Notably, the original view-based approach predicts that there should be similar decrements in performance to both the interpolated and extrapolated views, and the view-invariant approach predicts no decrements to either novel view. Consequently, being able to demonstrate performance differences between interpolated and extrapolated views is strong evidence in support of the view combination mechanism.

Figure 11. Accuracy and reaction time on tests with training (Trn), interpolated (In), extrapolated (Ex) and far views of the objects. The dashed line indicates chance level. From Spetch & Friedman, 2003.

Figure 12. Back view of apparatus used to display and rotate actual 3-D objects. See Friedman et al., 2003 for details.

Figure 13. Front view of the object rotation apparatus as used for pigeons and humans. From Friedman et al., 2003.

Figure 14. Percent correct for humans and pigeons as a function of object type (1-geon or 3-geon), viewing condition (pictures or directly viewed objects) and pose. Trn = training, Int= interpolated, Ext= extrapolated. Chance level accuracy is 50%. From Friedman et al., 2005.

Figure 15. Reaction times for humans and pigeons as a function of object type (1-geon or 3-geon), viewing condition (pictures or directly viewed objects) and pose. Trn = training, Int= interpolated, Ext= extrapolated. From Friedman et al., 2005.

D. Seeing the real thing: Pictures versus direct views of objects

For practical reasons, almost all studies of object recognition, both with humans and animals, present the objects as images in slides or on a computer screen. This presentation mode allows for rapid, automated presentation of objects in various views. However, such a mode of presentation requires not only object recognition processes, but also processes for interpreting the images as representations of 3-D objects. Moreover, although images of objects may provide pictorial cues to depth, they do not provide other cues that may be important for detecting depth information in the real world, such as binocular disparity and stereopsis. Therefore, it is important to determine whether the processes identified in studies of object recognition using pictures reflect the processes used when recognizing objects viewed directly. This consideration is particularly important for comparative studies of object recognition.

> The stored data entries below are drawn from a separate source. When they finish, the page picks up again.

//! Grayscale frame type and the image operations a capture session needs:
//! YUYV conversion, downscaling, cropping, and box and label annotation.

use image::imageops::{self, FilterType};
use font8x8::{UnicodeFonts, BASIC_FONTS};
use image::{GrayImage, Luma};
use imageproc::drawing::{draw_filled_rect_mut, draw_hollow_rect_mut};
use imageproc::rect::Rect;
use rollcall_core::BoundingBox;

/// Side of one label glyph cell, in pixels.
const GLYPH_SIZE: u32 = 8;

/// A captured grayscale camera frame.
#[derive(Clone)]
pub struct Frame {
    /// Grayscale pixel data (width * height bytes).
    pub data: Vec<u8>,
    pub width: u32,
    pub height: u32,
    pub timestamp: std::time::Instant,
    pub sequence: u32,
}

impl Frame {
    /// Wrap an already-decoded grayscale image.
    pub fn from_image(image: GrayImage, sequence: u32) -> Self {
        let (width, height) = image.dimensions();
        Self {
            data: image.into_raw(),
            width,
            height,
            timestamp: std::time::Instant::now(),
            sequence,
        }
    }

    /// View the frame as an image. `None` if the buffer is shorter than
    /// `width * height`.
    pub fn to_image(&self) -> Option<GrayImage> {
        let pixels = (self.width * self.height) as usize;
        let data = self.data.get(..pixels)?.to_vec();
        GrayImage::from_raw(self.width, self.height, data)
    }

    /// Average pixel brightness (0.0–255.0).
    pub fn avg_brightness(&self) -> f32 {
        if self.data.is_empty() {
            return 0.0;
        }
        self.data.iter().map(|&b| b as f32).sum::<f32>() / self.data.len() as f32
    }
}

/// Shrink `image` by an integer `factor` (each side divided, at least 1px).
pub fn downscale(image: &GrayImage, factor: u32) -> GrayImage {
    if factor <= 1 {
        return image.clone();
    }
    let w = (image.width() / factor).max(1);
    let h = (image.height() / factor).max(1);
    imageops::resize(image, w, h, FilterType::Triangle)
}

/// Crop `region` out of `image`, clamped to the image bounds.
///
/// The result has zero area when the region lies entirely outside the image.
pub fn crop(image: &GrayImage, region: &BoundingBox) -> GrayImage {
    let (x, y, w, h) = region.clamp_to(image.width(), image.height());
    if w == 0 || h == 0 {
        return GrayImage::new(0, 0);
    }
    imageops::crop_imm(image, x, y, w, h).to_image()
}

/// Draw a hollow rectangle outline of `region` into `image`, `thickness`
/// pixels wide, growing inwards.
pub fn draw_box(image: &mut GrayImage, region: &BoundingBox, thickness: u32, value: u8) {
    let (x, y, w, h) = region.clamp_to(image.width(), image.height());
    for inset in 0..thickness.max(1) {
        if w <= 2 * inset || h <= 2 * inset {
            break;
        }
        let rect = Rect::at((x + inset) as i32, (y + inset) as i32).of_size(w - 2 * inset, h - 2 * inset);
        draw_hollow_rect_mut(image, rect, Luma([value]));
    }
}

/// Write `text` on a filled tag sitting on top of `region`.
///
/// The tag is drawn in `value` and the glyphs in its inverse. When there is no
/// room above the region the tag goes just inside its top edge. Characters
/// outside the basic Latin set render as `?`.
pub fn draw_label(image: &mut GrayImage, region: &BoundingBox, text: &str, value: u8) {
    let (x, y, w, h) = region.clamp_to(image.width(), image.height());
    if w == 0 || h == 0 || text.is_empty() {
        return;
    }

    let tag_h = GLYPH_SIZE + 2;
    let tag_w = (text.chars().count() as u32 * GLYPH_SIZE + 2).min(image.width() - x);
    let tag_y = y.checked_sub(tag_h).unwrap_or(y);
    draw_filled_rect_mut(image, Rect::at(x as i32, tag_y as i32).of_size(tag_w, tag_h), Luma([value]));

    let ink = Luma([u8::MAX - value]);
    for (i, c) in text.chars().enumerate() {
        let Some(glyph) = BASIC_FONTS.get(c).or_else(|| BASIC_FONTS.get('?')) else {
            continue;
        };
        let gx = x + 1 + i as u32 * GLYPH_SIZE;
        for (row, &bits) in glyph.iter().enumerate() {
            let py = tag_y + 1 + row as u32;
            for col in 0..GLYPH_SIZE {
                let px = gx + col;
                if (bits >> col) & 1 == 1 && px < image.width() && py < image.height() {
                    image.put_pixel(px, py, ink);
                }
            }
        }
    }
}

/// Convert packed YUYV (4:2:2) to grayscale by extracting the Y channel.
///
/// YUYV packs two pixels per 4 bytes: [Y0, U, Y1, V].
pub fn yuyv_to_grayscale(yuyv: &[u8], width: u32, height: u32) -> Result<Vec<u8>, FrameError> {
    let expected = (width * height * 2) as usize;
    if yuyv.len() < expected {
        return Err(FrameError::InvalidLength {
            expected,
            actual: yuyv.len(),
        });
    }
    Ok(yuyv[..expected].iter().step_by(2).copied().collect())
}

#[derive(Debug, thiserror::Error)]
pub enum FrameError {
    #[error("invalid YUYV length: expected {expected}, got {actual}")]
    InvalidLength { expected: usize, actual: usize },
}

#[cfg(test)]
mod tests {
    use super::*;

    #[test]
    fn test_yuyv_to_grayscale() {
        let yuyv = vec![100, 128, 200, 128];
        assert_eq!(yuyv_to_grayscale(&yuyv, 2, 1).unwrap(), vec![100, 200]);
    }

    #[test]
    fn test_yuyv_invalid_length() {
        assert!(yuyv_to_grayscale(&[100, 128], 2, 1).is_err());
    }

    #[test]
    fn test_frame_image_roundtrip() {
        let image = GrayImage::from_fn(4, 3, |x, y| Luma([(x + 10 * y) as u8]));
        let frame = Frame::from_image(image.clone(), 7);
        assert_eq!((frame.width, frame.height, frame.sequence), (4, 3, 7));
        assert_eq!(frame.to_image().unwrap(), image);
    }

    #[test]
    fn test_short_buffer_has_no_image() {
        let mut frame = Frame::from_image(GrayImage::new(4, 4), 0);
        frame.data.truncate(10);
        assert!(frame.to_image().is_none());
    }

    #[test]
    fn test_downscale_quarter() {
        let image = GrayImage::from_pixel(640, 360, Luma([50]));
        let small = downscale(&image, 4);
        assert_eq!(small.dimensions(), (160, 90));
        assert_eq!(downscale(&image, 1).dimensions(), (640, 360));
        assert_eq!(downscale(&GrayImage::new(2, 2), 4).dimensions(), (1, 1));
    }

    #[test]
    fn test_crop_clamped() {
        let image = GrayImage::from_pixel(100, 50, Luma([9]));
        let c = crop(&image, &BoundingBox::new(90.0, 40.0, 30.0, 30.0));
        assert_eq!(c.dimensions(), (10, 10));
        let empty = crop(&image, &BoundingBox::new(200.0, 0.0, 10.0, 10.0));
        assert_eq!(empty.dimensions(), (0, 0));
    }

    #[test]
    fn test_draw_box_outline_only() {
        let mut image = GrayImage::new(20, 20);
        draw_box(&mut image, &BoundingBox::new(5.0, 5.0, 10.0, 10.0), 1, 255);
        assert_eq!(image.get_pixel(5, 5).0[0], 255);
        assert_eq!(image.get_pixel(14, 10).0[0], 255);
        assert_eq!(image.get_pixel(10, 10).0[0], 0);
        assert_eq!(image.get_pixel(4, 4).0[0], 0);
    }

    #[test]
    fn test_draw_box_thickness_grows_inwards() {
        let mut image = GrayImage::new(20, 20);
        draw_box(&mut image, &BoundingBox::new(5.0, 5.0, 10.0, 10.0), 2, 255);
        assert_eq!(image.get_pixel(6, 6).0[0], 255);
        assert_eq!(image.get_pixel(7, 7).0[0], 0);
        // Degenerate regions draw nothing.
        draw_box(&mut image, &BoundingBox::new(50.0, 50.0, 5.0, 5.0), 2, 255);
    }

    #[test]
    fn test_draw_label_depends_on_text() {
        let region = BoundingBox::new(4.0, 20.0, 50.0, 30.0);
        let mut alice = GrayImage::new(64, 64);
        let mut unknown = GrayImage::new(64, 64);
        draw_label(&mut alice, &region, "alice", 255);
        draw_label(&mut unknown, &region, "Unknown", 255);
        assert_ne!(alice, unknown);

        // Tag sits above the region; glyph pixels are inked in the inverse.
        assert_eq!(alice.get_pixel(4, 10).0[0], 255);
        assert!(alice.enumerate_pixels().any(|(x, y, p)| (11..19).contains(&y) && (5..44).contains(&x) && p.0[0] == 0));
        assert_eq!(alice.get_pixel(4, 30).0[0], 0);
    }

    #[test]
    fn test_draw_label_at_top_edge_goes_inside() {
        let mut image = GrayImage::new(32, 32);
        draw_label(&mut image, &BoundingBox::new(0.0, 0.0, 32.0, 32.0), "x", 255);
        assert_eq!(image.get_pixel(0, 0).0[0], 255);
        assert_eq!(image.get_pixel(0, 20).0[0], 0);
    }

    #[test]
    fn test_avg_brightness() {
        let frame = Frame::from_image(GrayImage::from_pixel(2, 2, Luma([100])), 0);
        assert!((frame.avg_brightness() - 100.0).abs() < 1e-6);
    }
}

In particular, whereas adult humans have extensive experience at interpreting pictures as representations of actual 3-D objects, the same is not true for pigeons. Thus, any differences that emerge between species from studies using pictures could be due to differences in picture interpretation processes instead of, or in addition to, differences in object recognition processes. Therefore, it was important to compare object recognition in pigeons and humans using actual objects to determine whether the differences we found in our previous studies were dependent on the use of pictorial stimuli.

The first step in our endeavor to use actual objects was to devise an apparatus that would allow automated presentations of objects from multiple viewpoints. With the help of our technician, Isaac Lank, we created an apparatus that allowed us to present objects side by side, and to rapidly and automatically rotate the objects between trials to present them in any of 100 orientations (Figure 12).

The object tray contained three compartments for objects, but only two were visible to the subject (Figure 13). By placing two identical objects in the outside compartments, and by sliding the tray randomly back and forth between trials, we could thereby randomize the left-right location of the positive object across trials. The apparatus was designed for use with both pigeons and humans.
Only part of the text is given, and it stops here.